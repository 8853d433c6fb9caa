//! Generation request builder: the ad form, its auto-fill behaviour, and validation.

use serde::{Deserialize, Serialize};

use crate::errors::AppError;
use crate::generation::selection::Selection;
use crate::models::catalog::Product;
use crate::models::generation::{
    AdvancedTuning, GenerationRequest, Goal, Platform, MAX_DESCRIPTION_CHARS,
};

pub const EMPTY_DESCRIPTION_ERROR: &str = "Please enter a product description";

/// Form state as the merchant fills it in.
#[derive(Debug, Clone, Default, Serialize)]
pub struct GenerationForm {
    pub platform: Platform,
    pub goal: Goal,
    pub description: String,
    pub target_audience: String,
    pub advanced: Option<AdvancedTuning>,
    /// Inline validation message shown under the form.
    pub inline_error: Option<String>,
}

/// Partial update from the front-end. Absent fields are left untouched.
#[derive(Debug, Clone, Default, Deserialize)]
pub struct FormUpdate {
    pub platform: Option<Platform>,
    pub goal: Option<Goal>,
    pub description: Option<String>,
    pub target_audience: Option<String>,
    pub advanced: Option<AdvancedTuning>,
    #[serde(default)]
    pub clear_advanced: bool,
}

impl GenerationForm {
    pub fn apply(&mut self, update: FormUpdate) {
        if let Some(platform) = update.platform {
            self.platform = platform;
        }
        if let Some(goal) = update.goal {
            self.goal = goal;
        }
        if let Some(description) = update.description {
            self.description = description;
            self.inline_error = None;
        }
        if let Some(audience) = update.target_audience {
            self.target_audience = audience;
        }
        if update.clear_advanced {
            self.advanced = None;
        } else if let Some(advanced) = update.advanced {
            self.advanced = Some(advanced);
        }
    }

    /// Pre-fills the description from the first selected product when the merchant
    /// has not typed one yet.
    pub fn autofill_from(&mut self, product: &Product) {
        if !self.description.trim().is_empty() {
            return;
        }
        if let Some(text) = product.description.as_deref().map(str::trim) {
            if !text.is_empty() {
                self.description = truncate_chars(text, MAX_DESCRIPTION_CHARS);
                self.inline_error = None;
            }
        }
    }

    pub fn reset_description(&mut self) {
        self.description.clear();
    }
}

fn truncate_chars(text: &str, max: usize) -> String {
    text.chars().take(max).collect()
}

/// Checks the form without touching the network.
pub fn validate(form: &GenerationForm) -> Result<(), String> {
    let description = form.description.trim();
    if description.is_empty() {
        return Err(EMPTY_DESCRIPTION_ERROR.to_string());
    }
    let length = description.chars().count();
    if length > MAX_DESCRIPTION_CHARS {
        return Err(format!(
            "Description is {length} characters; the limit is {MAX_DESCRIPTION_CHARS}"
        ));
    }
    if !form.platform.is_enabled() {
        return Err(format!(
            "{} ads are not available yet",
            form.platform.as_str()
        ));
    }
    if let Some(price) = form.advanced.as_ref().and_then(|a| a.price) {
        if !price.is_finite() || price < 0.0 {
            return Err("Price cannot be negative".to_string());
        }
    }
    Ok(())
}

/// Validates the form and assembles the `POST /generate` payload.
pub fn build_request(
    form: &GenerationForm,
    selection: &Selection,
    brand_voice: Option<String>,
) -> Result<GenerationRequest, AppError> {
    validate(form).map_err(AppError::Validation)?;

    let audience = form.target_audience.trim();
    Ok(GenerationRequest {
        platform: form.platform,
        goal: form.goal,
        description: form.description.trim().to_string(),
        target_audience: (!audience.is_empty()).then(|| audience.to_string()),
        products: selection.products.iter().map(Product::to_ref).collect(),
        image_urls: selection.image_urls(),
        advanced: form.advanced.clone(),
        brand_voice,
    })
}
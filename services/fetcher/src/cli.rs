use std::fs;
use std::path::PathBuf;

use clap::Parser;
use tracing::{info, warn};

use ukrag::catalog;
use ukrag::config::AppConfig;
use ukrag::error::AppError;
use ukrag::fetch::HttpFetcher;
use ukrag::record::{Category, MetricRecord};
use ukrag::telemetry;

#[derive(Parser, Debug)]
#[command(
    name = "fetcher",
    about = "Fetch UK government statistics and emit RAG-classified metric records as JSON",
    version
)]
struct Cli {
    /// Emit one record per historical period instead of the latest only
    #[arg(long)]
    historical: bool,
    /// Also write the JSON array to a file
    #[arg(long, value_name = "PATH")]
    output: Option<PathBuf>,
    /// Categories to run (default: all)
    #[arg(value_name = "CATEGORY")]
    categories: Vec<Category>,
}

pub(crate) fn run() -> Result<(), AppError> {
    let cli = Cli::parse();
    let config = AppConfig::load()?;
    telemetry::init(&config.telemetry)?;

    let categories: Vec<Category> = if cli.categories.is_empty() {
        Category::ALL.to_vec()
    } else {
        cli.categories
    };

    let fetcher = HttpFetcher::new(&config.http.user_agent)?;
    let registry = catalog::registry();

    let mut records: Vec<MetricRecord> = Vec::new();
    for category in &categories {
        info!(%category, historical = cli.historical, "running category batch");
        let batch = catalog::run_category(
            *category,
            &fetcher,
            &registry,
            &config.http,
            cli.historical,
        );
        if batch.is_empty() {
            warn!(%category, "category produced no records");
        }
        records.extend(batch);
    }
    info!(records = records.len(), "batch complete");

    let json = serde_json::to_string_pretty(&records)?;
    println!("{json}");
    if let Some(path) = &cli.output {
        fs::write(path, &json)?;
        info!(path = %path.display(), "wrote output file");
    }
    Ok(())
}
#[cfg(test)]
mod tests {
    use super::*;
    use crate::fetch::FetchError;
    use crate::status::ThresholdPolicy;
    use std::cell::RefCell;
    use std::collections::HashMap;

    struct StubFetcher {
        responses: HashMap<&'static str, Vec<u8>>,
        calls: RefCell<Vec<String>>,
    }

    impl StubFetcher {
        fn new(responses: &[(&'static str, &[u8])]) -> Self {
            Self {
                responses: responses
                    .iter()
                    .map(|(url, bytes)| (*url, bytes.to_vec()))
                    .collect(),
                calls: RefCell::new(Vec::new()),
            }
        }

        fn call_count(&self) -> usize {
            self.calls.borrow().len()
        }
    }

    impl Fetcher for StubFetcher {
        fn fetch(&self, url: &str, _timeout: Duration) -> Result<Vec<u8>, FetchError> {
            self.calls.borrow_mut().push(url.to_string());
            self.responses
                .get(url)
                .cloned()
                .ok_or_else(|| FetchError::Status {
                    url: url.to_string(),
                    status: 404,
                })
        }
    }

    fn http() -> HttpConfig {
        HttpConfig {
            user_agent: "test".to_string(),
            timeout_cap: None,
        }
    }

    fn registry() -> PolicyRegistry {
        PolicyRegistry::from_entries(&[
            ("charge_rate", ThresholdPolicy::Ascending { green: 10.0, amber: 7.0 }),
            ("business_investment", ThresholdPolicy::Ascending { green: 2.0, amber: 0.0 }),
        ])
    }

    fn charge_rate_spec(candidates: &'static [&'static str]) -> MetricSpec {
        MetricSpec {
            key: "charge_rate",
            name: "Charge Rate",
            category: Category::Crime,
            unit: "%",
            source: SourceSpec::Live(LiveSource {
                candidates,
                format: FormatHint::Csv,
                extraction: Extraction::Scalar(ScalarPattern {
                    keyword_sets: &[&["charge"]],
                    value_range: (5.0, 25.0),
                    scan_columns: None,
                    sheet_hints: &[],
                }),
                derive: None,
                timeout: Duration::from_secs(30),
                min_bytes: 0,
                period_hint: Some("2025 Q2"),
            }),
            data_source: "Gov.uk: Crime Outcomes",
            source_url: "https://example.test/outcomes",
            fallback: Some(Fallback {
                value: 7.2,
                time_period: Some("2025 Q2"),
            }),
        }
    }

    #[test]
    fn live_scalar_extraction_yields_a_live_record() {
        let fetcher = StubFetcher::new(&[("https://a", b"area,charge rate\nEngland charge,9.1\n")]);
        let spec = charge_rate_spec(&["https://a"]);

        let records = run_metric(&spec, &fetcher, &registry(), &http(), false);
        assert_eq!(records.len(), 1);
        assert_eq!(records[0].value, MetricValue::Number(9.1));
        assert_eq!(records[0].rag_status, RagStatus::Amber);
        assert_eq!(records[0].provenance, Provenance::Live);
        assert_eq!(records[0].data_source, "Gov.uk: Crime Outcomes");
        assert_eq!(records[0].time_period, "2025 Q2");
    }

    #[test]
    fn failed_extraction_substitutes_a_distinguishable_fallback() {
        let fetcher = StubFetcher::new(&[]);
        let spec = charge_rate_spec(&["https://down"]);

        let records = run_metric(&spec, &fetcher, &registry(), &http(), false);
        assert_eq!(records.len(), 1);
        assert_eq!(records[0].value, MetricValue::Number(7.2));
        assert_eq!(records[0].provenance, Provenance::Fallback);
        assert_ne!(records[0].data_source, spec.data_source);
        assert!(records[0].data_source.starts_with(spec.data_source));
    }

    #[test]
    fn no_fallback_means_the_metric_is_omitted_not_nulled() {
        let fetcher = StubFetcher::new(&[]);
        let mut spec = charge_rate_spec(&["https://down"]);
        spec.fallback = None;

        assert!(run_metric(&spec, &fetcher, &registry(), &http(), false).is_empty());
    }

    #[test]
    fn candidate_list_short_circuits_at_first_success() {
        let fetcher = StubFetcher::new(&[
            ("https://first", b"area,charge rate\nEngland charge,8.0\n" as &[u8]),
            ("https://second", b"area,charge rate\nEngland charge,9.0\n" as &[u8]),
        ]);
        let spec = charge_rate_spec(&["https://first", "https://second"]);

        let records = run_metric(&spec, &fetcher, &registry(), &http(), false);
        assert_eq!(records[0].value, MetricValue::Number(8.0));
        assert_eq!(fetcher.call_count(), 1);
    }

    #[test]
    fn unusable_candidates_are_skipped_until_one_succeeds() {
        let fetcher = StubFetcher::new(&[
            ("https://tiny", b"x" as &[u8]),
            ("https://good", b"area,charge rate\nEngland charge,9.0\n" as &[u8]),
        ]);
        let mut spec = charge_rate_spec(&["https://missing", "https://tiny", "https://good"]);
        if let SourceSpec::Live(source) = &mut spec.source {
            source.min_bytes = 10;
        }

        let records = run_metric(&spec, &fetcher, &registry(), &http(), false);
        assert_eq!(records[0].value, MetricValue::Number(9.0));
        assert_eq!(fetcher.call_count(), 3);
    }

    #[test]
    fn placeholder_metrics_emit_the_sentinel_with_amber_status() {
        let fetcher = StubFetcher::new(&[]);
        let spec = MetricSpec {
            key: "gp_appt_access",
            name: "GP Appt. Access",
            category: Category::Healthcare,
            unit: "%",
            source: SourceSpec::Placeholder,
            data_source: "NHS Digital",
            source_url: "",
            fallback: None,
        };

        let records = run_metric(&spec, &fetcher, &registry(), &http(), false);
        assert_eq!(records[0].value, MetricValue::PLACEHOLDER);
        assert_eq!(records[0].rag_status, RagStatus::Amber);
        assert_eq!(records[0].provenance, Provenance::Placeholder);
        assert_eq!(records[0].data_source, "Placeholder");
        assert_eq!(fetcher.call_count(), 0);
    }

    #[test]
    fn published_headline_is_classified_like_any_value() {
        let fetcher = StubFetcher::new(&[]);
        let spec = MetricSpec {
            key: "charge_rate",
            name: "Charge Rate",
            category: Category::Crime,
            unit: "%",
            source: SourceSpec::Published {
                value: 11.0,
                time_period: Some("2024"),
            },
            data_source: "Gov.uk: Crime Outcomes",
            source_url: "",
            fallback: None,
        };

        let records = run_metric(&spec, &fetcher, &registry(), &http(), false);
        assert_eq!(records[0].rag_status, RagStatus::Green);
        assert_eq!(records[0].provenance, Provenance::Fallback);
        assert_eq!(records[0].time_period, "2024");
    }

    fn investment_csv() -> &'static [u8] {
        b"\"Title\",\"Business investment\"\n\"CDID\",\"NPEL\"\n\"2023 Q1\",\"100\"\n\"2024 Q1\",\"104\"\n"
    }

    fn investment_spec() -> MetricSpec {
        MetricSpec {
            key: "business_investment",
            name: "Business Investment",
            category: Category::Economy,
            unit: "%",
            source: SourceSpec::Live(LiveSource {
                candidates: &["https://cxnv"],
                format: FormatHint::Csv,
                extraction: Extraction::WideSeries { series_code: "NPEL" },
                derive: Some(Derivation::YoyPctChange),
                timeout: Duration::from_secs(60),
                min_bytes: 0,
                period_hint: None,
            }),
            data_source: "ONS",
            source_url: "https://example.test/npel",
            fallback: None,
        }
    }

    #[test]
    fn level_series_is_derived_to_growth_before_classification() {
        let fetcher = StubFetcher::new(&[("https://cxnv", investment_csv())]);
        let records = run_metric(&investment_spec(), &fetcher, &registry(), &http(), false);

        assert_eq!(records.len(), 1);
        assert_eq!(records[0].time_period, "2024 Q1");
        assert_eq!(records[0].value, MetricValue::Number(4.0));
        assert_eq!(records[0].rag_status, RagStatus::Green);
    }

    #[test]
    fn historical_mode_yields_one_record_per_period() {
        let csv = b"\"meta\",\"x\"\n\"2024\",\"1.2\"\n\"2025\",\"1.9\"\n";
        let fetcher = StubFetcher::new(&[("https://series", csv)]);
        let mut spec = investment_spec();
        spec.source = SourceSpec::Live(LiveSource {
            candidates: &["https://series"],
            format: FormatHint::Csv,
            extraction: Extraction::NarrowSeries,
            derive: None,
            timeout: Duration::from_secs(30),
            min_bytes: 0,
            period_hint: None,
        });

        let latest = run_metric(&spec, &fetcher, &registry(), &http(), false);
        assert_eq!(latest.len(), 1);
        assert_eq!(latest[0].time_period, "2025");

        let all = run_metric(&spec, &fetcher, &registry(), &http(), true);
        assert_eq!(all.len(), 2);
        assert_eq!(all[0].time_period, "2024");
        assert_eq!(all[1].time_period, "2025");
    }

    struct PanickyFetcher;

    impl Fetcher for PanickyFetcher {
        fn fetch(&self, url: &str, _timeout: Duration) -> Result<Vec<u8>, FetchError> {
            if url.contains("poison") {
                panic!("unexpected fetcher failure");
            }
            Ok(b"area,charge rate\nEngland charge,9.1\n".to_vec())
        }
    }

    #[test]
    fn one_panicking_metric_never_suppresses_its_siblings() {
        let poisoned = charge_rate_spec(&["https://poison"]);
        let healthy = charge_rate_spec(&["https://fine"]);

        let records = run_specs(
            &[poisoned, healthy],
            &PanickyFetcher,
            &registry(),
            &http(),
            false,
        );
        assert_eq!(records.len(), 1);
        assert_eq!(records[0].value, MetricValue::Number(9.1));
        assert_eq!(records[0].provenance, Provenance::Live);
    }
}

********

In the listing above, find the line containing "if let Some(platform)" and the line containing "if let Some(description)", then repeat those two lines and everything between them exactly.

▸ **TASK RESULT**:
        if let Some(platform) = update.platform {
            self.platform = platform;
        }
        if let Some(goal) = update.goal {
            self.goal = goal;
        }
        if let Some(description) = update.description {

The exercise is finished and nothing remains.